--- Input data Enclosed Below ---

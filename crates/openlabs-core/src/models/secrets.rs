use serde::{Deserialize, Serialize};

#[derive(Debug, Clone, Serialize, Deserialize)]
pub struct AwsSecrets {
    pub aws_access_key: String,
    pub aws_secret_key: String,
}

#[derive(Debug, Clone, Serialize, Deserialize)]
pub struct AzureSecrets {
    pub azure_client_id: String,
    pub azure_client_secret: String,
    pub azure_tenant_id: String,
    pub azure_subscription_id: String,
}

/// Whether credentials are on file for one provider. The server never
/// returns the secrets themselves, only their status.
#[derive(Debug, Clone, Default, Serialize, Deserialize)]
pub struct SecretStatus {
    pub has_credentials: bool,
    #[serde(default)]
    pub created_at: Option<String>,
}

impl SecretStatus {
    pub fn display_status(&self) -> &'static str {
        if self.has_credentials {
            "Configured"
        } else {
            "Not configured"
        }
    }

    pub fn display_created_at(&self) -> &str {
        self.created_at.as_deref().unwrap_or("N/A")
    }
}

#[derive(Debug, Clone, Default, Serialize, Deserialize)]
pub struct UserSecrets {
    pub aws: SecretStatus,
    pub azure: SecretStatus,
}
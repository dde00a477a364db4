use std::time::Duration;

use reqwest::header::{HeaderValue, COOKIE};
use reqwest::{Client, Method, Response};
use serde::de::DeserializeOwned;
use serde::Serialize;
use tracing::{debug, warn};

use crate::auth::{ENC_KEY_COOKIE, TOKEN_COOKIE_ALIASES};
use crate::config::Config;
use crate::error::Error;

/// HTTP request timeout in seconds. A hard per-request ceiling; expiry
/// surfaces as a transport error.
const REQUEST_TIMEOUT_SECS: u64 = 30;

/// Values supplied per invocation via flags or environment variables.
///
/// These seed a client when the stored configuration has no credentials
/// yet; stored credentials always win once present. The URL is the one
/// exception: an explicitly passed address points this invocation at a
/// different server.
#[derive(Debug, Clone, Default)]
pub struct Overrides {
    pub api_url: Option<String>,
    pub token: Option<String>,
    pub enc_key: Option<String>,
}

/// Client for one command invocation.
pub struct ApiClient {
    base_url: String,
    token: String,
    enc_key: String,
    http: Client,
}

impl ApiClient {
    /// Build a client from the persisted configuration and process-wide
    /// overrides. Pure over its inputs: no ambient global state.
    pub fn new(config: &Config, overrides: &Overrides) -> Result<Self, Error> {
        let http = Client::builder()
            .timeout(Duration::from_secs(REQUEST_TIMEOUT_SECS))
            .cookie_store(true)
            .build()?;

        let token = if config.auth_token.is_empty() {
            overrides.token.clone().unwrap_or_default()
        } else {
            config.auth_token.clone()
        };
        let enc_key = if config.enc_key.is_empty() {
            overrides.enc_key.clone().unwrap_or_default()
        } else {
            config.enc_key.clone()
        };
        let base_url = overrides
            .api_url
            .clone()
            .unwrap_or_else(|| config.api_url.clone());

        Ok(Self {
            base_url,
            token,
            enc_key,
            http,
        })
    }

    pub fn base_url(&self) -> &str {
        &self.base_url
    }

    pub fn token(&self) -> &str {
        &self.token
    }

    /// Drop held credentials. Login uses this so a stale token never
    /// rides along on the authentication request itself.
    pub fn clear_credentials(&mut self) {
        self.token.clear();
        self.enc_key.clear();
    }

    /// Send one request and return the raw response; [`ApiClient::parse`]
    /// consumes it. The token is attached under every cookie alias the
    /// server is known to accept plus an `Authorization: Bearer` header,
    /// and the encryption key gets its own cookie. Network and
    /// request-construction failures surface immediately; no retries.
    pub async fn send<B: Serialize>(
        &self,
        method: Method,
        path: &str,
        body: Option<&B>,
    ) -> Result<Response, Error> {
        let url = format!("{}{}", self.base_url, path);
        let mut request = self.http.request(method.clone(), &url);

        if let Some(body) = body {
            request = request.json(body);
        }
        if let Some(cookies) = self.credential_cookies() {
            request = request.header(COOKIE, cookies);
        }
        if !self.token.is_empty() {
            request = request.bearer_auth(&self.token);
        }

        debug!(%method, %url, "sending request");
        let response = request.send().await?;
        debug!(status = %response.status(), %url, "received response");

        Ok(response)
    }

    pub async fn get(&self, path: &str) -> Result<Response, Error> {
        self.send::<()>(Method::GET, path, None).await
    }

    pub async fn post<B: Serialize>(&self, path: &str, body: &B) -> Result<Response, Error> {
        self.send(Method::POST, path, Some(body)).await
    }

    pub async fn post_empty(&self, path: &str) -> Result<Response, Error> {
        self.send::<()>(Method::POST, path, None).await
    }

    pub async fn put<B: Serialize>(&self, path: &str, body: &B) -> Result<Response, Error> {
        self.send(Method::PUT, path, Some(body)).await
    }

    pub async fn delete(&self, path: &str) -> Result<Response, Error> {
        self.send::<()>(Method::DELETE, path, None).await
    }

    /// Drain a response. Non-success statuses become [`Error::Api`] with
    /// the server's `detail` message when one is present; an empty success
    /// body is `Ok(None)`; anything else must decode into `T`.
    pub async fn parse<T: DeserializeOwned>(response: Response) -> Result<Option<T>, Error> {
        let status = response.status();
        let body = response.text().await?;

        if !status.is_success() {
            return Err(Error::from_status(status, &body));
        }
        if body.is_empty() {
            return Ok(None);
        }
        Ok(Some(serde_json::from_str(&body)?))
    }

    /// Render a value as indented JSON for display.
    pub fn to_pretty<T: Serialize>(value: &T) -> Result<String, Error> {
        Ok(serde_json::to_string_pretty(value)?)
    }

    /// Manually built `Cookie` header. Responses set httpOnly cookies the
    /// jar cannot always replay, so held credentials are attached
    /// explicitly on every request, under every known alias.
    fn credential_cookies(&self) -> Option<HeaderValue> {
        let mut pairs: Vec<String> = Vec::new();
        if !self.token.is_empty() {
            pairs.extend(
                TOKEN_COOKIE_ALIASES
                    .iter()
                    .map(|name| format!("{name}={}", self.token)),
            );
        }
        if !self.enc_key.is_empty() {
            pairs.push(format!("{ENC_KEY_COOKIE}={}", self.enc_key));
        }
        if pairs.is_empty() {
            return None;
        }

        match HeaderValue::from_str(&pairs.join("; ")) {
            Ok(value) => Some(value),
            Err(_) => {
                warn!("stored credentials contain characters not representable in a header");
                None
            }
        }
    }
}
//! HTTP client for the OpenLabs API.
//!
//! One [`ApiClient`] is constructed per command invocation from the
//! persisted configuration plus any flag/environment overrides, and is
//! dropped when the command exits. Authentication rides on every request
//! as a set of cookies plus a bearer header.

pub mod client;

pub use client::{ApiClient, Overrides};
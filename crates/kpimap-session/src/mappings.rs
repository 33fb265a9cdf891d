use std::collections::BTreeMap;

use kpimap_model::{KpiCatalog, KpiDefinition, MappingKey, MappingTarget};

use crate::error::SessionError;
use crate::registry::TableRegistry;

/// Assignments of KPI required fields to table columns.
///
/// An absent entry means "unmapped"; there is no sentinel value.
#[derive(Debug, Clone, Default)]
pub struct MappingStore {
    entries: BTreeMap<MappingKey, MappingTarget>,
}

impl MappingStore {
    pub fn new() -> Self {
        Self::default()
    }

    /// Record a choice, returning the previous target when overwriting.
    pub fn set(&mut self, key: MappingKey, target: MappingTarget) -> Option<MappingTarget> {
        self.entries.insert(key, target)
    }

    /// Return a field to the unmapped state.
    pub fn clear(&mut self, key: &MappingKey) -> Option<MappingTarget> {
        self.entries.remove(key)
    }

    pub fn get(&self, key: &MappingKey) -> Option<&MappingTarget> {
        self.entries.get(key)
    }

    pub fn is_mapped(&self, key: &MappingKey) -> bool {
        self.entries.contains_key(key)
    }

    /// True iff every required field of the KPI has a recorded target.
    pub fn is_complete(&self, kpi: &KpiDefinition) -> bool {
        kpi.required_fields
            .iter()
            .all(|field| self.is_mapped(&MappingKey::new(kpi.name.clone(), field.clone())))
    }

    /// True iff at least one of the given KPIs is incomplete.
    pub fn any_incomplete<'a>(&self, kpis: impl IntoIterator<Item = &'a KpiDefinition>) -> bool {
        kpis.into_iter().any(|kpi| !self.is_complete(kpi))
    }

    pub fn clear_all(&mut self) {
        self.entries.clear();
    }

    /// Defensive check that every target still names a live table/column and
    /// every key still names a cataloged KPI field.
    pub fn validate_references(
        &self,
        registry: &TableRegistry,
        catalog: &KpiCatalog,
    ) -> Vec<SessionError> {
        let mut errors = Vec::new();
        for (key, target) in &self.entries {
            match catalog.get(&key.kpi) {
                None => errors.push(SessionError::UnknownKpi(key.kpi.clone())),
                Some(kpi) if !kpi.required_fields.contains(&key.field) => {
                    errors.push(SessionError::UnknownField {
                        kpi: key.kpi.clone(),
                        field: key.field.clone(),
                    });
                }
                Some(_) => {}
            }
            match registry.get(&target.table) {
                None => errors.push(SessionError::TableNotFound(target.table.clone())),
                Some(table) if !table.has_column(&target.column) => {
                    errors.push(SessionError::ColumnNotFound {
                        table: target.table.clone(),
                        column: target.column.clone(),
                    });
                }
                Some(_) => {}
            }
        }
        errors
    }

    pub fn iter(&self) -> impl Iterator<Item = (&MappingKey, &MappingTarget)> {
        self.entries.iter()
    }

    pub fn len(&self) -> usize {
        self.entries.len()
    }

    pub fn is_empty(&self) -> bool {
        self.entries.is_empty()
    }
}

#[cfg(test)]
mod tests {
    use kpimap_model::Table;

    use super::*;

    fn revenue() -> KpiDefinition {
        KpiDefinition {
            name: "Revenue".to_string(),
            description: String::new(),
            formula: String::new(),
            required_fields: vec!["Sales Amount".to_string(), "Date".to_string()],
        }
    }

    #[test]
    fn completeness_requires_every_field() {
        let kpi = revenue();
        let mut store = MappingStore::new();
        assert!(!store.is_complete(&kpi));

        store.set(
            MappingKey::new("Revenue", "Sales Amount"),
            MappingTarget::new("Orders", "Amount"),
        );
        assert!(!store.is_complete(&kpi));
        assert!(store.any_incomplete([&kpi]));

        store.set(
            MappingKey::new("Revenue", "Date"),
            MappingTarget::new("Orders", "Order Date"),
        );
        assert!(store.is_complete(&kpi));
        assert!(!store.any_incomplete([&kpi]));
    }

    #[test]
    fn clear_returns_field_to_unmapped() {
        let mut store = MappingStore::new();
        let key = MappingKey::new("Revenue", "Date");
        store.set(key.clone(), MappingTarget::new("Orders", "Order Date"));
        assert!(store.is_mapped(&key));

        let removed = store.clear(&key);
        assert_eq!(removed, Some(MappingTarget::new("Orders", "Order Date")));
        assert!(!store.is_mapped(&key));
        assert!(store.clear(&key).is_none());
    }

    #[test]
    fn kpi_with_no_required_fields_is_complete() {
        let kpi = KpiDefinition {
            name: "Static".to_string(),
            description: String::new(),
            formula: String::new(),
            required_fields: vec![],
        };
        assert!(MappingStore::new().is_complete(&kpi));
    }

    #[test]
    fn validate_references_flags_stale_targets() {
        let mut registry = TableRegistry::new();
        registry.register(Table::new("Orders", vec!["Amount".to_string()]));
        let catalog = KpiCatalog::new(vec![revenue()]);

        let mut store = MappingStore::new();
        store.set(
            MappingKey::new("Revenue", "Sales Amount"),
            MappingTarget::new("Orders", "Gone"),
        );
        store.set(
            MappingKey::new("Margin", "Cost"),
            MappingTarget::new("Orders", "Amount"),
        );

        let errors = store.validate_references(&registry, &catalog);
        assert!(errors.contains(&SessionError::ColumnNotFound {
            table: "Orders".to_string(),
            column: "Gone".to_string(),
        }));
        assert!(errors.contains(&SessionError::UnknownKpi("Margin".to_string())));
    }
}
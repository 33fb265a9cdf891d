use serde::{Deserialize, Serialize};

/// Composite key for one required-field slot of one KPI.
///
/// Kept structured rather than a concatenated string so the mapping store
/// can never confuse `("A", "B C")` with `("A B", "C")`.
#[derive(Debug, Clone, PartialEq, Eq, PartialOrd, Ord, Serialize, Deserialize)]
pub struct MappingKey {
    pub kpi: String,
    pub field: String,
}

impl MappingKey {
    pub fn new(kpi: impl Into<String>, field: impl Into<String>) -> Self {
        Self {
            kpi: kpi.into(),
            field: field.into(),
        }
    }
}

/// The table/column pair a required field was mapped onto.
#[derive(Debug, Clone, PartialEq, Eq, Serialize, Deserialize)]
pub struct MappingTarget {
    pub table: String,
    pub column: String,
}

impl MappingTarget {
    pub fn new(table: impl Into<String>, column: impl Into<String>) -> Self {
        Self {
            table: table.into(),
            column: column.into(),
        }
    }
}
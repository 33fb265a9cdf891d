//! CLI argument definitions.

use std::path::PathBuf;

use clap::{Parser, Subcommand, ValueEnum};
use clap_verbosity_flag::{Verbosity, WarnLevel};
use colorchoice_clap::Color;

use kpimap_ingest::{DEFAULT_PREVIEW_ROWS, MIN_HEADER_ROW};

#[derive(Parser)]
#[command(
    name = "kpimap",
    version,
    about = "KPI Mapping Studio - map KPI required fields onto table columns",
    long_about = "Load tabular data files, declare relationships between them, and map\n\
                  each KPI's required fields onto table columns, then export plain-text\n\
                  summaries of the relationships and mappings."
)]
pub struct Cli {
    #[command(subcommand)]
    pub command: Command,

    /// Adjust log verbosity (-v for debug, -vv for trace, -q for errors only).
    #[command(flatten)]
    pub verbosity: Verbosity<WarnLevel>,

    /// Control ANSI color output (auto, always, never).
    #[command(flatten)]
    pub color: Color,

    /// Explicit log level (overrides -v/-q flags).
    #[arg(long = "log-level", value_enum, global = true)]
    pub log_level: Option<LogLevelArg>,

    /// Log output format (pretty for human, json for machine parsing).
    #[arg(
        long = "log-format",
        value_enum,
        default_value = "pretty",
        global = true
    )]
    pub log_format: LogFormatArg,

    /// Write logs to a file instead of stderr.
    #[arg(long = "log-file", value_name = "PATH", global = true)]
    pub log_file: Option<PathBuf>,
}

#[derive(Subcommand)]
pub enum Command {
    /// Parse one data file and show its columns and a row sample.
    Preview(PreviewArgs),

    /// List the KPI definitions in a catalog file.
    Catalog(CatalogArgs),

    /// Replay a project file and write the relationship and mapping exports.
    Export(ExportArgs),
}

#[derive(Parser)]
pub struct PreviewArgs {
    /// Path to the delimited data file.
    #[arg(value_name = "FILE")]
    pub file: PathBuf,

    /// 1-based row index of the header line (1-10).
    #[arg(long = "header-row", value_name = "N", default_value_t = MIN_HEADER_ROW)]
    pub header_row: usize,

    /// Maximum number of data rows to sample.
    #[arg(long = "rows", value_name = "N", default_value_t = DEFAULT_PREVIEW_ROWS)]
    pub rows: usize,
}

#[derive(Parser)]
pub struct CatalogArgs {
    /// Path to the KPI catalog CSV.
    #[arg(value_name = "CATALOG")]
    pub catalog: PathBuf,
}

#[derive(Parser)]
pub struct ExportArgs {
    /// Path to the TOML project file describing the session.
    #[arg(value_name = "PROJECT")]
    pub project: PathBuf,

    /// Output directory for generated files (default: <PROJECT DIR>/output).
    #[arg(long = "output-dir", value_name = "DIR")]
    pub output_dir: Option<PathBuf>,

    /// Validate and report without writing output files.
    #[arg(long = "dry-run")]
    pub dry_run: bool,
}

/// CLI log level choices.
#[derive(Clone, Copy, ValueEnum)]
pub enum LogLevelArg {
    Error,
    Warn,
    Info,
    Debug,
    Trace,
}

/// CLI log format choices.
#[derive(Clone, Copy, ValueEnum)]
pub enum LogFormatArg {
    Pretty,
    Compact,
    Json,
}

--- End of Enclosed Input data ---

**Exercise details**
Every line in the entries above that mentions the word "LogFormatArg" must be shown.

**Solution for this task**
    pub log_format: LogFormatArg,
pub enum LogFormatArg {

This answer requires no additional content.